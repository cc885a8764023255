// SPDX-License-Identifier: Apache-2.0
// Copyright (c) 2025 Au-Zone Technologies. All Rights Reserved.

//! Simulated ranging device.
//!
//! [`SimulatedDevice`] behaves like a VL53L3CX looking at a slowly moving
//! target: a result becomes ready one timing budget after the previous one was
//! acknowledged, the stream count wraps at 255, and the histogram carries a
//! single return peak on top of a flat ambient floor. It allows running the
//! full publisher without hardware.

use crate::{
    config::DEFAULT_TIMING_BUDGET_MS,
    device::{
        DeviceStatus, DistanceMode, HistogramBins, Identity, MeasurementFrame, RangeObject,
        RangingDevice, DEFAULT_ADDRESS, HISTOGRAM_BUFFER_SIZE, MODEL_ID, MODULE_TYPE,
    },
};
use std::time::{Duration, Instant};

/// Invalid parameter status, returned for calls made in the wrong state.
const INVALID_PARAMS: DeviceStatus = DeviceStatus(-4);

/// Approximate distance covered by one histogram bin.
const BIN_WIDTH_MM: i32 = 200;

const AMBIENT_LEVEL: i32 = 1200;

pub struct SimulatedDevice {
    identity: Identity,
    address: u8,
    distance_mode: DistanceMode,
    timing_budget: Duration,
    initialized: bool,
    measuring: bool,
    stream_count: u8,
    armed_at: Instant,
}

impl Default for SimulatedDevice {
    fn default() -> Self {
        Self::new()
    }
}

impl SimulatedDevice {
    pub fn new() -> Self {
        Self {
            identity: Identity {
                module_type: MODULE_TYPE,
                model_id: MODEL_ID,
            },
            address: DEFAULT_ADDRESS,
            distance_mode: DistanceMode::default(),
            timing_budget: Duration::from_millis(DEFAULT_TIMING_BUDGET_MS as u64),
            initialized: false,
            measuring: false,
            stream_count: 0,
            armed_at: Instant::now(),
        }
    }

    /// Report a different identity, e.g. to exercise the unsupported path.
    pub fn with_identity(mut self, identity: Identity) -> Self {
        self.identity = identity;
        self
    }

    pub fn address(&self) -> u8 {
        self.address
    }

    pub fn distance_mode(&self) -> DistanceMode {
        self.distance_mode
    }

    pub fn timing_budget(&self) -> Duration {
        self.timing_budget
    }

    pub fn is_measuring(&self) -> bool {
        self.measuring
    }

    /// Target distance for the current stream count, a triangle wave between
    /// 300 mm and the mode's maximum range.
    fn target_distance(&self) -> i32 {
        let max_mm = match self.distance_mode {
            DistanceMode::Short => 1300,
            DistanceMode::Medium => 2900,
            DistanceMode::Long => 4900,
        };
        let span = max_mm - 300;
        let phase = (self.stream_count as i32 * 37) % (2 * span);
        300 + if phase < span { phase } else { 2 * span - phase }
    }

    fn object(&self, distance_mm: i32) -> RangeObject {
        // Signal falls off with the square of the distance.
        let signal = 40.0 * (300.0 / distance_mm as f64).powi(2);
        let sigma = 1.0 + distance_mm as f64 / 1000.0;
        RangeObject {
            status: 0,
            min_mm: (distance_mm - 15) as i16,
            distance_mm: distance_mm as i16,
            max_mm: (distance_mm + 15) as i16,
            sigma_mm: (sigma * 65536.0) as u32,
            signal_rate_mcps: (signal * 65536.0) as u32,
            ambient_rate_mcps: (0.35 * 65536.0) as u32,
        }
    }
}

impl RangingDevice for SimulatedDevice {
    fn wait_booted(&mut self) -> Result<(), DeviceStatus> {
        Ok(())
    }

    fn data_init(&mut self) -> Result<(), DeviceStatus> {
        self.initialized = true;
        Ok(())
    }

    fn read_identity(&mut self) -> Result<Identity, DeviceStatus> {
        Ok(self.identity)
    }

    fn set_address(&mut self, address: u8) -> Result<(), DeviceStatus> {
        if address > 0x7F {
            return Err(INVALID_PARAMS);
        }
        self.address = address;
        Ok(())
    }

    fn set_distance_mode(&mut self, mode: DistanceMode) -> Result<(), DeviceStatus> {
        self.distance_mode = mode;
        Ok(())
    }

    fn set_timing_budget_us(&mut self, us: u32) -> Result<(), DeviceStatus> {
        self.timing_budget = Duration::from_micros(us as u64);
        Ok(())
    }

    fn start_measurement(&mut self) -> Result<(), DeviceStatus> {
        if !self.initialized {
            return Err(INVALID_PARAMS);
        }
        self.measuring = true;
        self.armed_at = Instant::now();
        Ok(())
    }

    fn data_ready(&mut self) -> Result<bool, DeviceStatus> {
        Ok(self.measuring && self.armed_at.elapsed() >= self.timing_budget)
    }

    fn get_frame(&mut self) -> Result<MeasurementFrame, DeviceStatus> {
        if !self.measuring {
            return Err(INVALID_PARAMS);
        }

        let distance = self.target_distance();
        // A second, weaker return appears every fourth frame.
        let mut objects = vec![self.object(distance)];
        if self.stream_count % 4 == 3 {
            objects.push(self.object(distance + 600));
        }

        Ok(MeasurementFrame {
            stream_count: self.stream_count,
            objects,
            histogram: None,
        })
    }

    fn get_additional_data(&mut self) -> Result<HistogramBins, DeviceStatus> {
        if !self.measuring {
            return Err(INVALID_PARAMS);
        }

        let peak = (self.target_distance() / BIN_WIDTH_MM) as usize + 1;
        let mut bins = [AMBIENT_LEVEL; HISTOGRAM_BUFFER_SIZE];
        bins[0] = 0;
        for (i, bin) in bins.iter_mut().enumerate().skip(1) {
            let d = i.abs_diff(peak) as i32;
            if d <= 2 {
                *bin += 8000 >> (2 * d);
            }
        }
        Ok(bins)
    }

    fn clear_and_rearm(&mut self) -> Result<(), DeviceStatus> {
        if !self.measuring {
            return Err(INVALID_PARAMS);
        }
        self.stream_count = self.stream_count.wrapping_add(1);
        self.armed_at = Instant::now();
        Ok(())
    }
}

#[cfg(test)]
mod tests {
    use super::*;

    fn started() -> SimulatedDevice {
        let mut dev = SimulatedDevice::new();
        dev.data_init().unwrap();
        dev.set_timing_budget_us(0).unwrap();
        dev.start_measurement().unwrap();
        dev
    }

    #[test]
    fn test_requires_init() {
        let mut dev = SimulatedDevice::new();
        assert_eq!(dev.start_measurement(), Err(INVALID_PARAMS));
        assert_eq!(dev.data_ready(), Ok(false));
        assert!(dev.get_frame().is_err());
    }

    #[test]
    fn test_ready_after_budget() {
        let mut dev = SimulatedDevice::new();
        dev.data_init().unwrap();
        dev.set_timing_budget_us(20_000).unwrap();
        dev.start_measurement().unwrap();
        assert_eq!(dev.data_ready(), Ok(false));
        std::thread::sleep(Duration::from_millis(25));
        assert_eq!(dev.data_ready(), Ok(true));
    }

    #[test]
    fn test_stream_count_wraps() {
        let mut dev = started();
        for _ in 0..256 {
            dev.clear_and_rearm().unwrap();
        }
        assert_eq!(dev.get_frame().unwrap().stream_count, 0);
    }

    #[test]
    fn test_frames_stay_in_range() {
        let mut dev = started();
        dev.set_distance_mode(DistanceMode::Short).unwrap();
        for _ in 0..300 {
            let frame = dev.get_frame().unwrap();
            assert!(!frame.objects.is_empty());
            let d = frame.objects[0].distance_mm;
            assert!((300..=1300).contains(&d), "distance {}", d);
            dev.clear_and_rearm().unwrap();
        }
    }

    #[test]
    fn test_histogram_peak() {
        let mut dev = started();
        let bins = dev.get_additional_data().unwrap();
        let peak = (dev.target_distance() / BIN_WIDTH_MM) as usize + 1;
        let max = bins
            .iter()
            .enumerate()
            .max_by_key(|(_, v)| **v)
            .map(|(i, _)| i)
            .unwrap();
        assert_eq!(max, peak);
        assert_eq!(bins[0], 0);
    }
}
--------
Retype every line of the listing, word for word, from its opening line to the line that holds "a slowly moving", and include that last line too.

▸ **RESPONSE FOR THIS EXERCISE**:
repository cc885a8764023255
// SPDX-License-Identifier: Apache-2.0
// Copyright (c) 2025 Au-Zone Technologies. All Rights Reserved.

//! Simulated ranging device.
//!
//! [`SimulatedDevice`] behaves like a VL53L3CX looking at a slowly moving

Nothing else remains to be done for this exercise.